**SOURCE INFORMATION**
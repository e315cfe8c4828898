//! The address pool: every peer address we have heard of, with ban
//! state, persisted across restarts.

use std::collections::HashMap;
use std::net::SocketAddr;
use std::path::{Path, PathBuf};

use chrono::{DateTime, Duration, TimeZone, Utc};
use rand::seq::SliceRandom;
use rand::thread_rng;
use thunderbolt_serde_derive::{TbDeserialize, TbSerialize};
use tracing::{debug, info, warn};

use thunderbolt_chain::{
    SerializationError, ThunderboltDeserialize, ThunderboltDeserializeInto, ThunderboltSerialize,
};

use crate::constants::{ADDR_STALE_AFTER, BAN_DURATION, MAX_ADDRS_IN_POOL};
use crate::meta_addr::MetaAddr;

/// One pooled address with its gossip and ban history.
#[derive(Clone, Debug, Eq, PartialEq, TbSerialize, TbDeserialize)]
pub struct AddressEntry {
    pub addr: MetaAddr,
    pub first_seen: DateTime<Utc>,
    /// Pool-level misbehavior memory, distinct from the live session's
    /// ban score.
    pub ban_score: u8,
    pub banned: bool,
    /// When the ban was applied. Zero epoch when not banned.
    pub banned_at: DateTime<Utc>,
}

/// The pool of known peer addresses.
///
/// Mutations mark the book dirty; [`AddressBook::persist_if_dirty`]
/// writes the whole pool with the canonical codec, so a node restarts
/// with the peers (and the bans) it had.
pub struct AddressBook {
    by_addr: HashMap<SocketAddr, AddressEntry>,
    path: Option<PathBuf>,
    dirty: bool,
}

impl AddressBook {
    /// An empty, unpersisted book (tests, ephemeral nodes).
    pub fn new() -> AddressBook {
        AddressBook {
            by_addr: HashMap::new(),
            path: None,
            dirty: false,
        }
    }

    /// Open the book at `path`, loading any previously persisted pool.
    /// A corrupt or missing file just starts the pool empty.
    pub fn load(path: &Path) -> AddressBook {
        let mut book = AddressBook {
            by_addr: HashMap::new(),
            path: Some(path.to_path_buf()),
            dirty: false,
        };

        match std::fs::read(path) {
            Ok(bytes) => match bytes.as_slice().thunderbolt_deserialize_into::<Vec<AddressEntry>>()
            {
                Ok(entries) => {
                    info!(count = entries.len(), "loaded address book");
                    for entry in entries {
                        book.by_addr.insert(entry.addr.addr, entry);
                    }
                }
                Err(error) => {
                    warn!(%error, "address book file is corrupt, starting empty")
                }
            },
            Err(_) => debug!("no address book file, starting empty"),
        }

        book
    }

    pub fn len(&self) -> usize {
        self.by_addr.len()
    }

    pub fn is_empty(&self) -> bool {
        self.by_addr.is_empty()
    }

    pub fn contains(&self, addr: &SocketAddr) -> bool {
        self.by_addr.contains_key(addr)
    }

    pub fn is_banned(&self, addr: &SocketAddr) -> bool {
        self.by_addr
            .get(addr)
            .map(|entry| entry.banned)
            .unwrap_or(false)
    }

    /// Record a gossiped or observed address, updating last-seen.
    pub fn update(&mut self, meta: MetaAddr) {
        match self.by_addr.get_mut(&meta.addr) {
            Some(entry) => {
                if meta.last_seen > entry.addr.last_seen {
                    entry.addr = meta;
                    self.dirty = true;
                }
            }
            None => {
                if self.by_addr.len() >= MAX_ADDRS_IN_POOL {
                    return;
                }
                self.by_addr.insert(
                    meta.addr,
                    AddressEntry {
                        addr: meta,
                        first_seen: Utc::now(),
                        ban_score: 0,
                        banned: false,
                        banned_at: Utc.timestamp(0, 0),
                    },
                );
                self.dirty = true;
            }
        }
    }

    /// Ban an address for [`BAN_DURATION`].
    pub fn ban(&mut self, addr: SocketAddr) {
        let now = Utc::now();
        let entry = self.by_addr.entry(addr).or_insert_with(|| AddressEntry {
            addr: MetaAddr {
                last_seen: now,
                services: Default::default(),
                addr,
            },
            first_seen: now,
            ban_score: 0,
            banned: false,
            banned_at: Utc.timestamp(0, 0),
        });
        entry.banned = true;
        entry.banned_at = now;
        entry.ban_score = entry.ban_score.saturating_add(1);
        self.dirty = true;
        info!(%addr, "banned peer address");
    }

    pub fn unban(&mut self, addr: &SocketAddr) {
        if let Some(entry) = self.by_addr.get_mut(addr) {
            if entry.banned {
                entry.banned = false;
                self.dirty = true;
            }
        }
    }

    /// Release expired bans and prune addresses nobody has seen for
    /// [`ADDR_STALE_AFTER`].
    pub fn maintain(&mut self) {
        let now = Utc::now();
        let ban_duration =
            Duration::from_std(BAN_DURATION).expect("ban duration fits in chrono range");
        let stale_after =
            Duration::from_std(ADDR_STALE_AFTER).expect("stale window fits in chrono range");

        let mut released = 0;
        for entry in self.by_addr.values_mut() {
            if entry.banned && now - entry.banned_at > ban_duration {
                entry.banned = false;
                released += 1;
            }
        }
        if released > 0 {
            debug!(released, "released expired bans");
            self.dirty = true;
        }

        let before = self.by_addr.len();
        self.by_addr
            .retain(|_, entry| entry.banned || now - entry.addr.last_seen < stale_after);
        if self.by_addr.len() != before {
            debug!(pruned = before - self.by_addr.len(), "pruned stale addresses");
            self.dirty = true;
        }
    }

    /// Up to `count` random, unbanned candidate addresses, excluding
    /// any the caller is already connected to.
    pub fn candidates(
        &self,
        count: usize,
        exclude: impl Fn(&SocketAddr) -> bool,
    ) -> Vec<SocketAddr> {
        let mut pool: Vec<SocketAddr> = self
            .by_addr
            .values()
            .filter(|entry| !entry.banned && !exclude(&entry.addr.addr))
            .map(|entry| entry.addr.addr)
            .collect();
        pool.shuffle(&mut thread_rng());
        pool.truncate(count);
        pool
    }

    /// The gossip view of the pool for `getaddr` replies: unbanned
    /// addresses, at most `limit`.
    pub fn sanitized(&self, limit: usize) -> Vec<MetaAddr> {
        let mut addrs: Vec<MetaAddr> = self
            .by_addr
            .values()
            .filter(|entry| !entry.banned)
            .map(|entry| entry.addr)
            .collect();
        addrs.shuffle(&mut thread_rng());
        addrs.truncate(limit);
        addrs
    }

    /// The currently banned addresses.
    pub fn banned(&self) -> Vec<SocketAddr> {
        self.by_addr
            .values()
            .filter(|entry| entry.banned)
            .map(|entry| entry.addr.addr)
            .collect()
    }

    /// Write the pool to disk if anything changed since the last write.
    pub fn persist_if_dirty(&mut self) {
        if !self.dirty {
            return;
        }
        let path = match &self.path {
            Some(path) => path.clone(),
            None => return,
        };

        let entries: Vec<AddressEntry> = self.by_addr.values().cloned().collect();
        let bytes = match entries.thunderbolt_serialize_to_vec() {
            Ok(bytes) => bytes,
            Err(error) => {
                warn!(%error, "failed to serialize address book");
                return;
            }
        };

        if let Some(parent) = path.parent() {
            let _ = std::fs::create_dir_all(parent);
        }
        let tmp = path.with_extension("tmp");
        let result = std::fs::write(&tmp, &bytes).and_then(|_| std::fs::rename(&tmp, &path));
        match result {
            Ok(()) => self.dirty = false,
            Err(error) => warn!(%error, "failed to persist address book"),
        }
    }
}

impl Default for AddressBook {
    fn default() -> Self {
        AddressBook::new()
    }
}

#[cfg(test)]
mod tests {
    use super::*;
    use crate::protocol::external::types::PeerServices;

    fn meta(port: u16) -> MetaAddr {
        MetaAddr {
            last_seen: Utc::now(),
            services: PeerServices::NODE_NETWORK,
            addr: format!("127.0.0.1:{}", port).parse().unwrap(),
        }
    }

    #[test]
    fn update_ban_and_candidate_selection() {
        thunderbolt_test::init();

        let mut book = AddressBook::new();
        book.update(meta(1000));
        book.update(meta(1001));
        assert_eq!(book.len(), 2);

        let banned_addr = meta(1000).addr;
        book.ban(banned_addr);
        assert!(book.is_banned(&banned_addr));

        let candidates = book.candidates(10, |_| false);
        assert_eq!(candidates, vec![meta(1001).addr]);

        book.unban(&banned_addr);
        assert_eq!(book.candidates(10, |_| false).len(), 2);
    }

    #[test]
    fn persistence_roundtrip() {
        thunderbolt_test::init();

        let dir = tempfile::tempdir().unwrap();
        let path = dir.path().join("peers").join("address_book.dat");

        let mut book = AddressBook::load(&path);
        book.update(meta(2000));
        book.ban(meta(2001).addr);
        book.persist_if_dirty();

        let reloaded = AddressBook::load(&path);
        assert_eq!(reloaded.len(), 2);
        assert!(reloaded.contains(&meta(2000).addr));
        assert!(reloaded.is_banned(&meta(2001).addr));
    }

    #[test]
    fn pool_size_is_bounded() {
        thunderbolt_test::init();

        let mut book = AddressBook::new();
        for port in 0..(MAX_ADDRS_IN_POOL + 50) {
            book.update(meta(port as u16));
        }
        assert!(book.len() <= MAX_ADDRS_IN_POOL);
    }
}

**YOUR TASK**
Copy out the line containing "assert!(reloaded.contains(&meta(2000).addr));", then every line after it through the end of the listing, exactly and with nothing else.

**ANSWER FOR THE TASK**
        assert!(reloaded.contains(&meta(2000).addr));
        assert!(reloaded.is_banned(&meta(2001).addr));
    }

    #[test]
    fn pool_size_is_bounded() {
        thunderbolt_test::init();

        let mut book = AddressBook::new();
        for port in 0..(MAX_ADDRS_IN_POOL + 50) {
            book.update(meta(port as u16));
        }
        assert!(book.len() <= MAX_ADDRS_IN_POOL);
    }
}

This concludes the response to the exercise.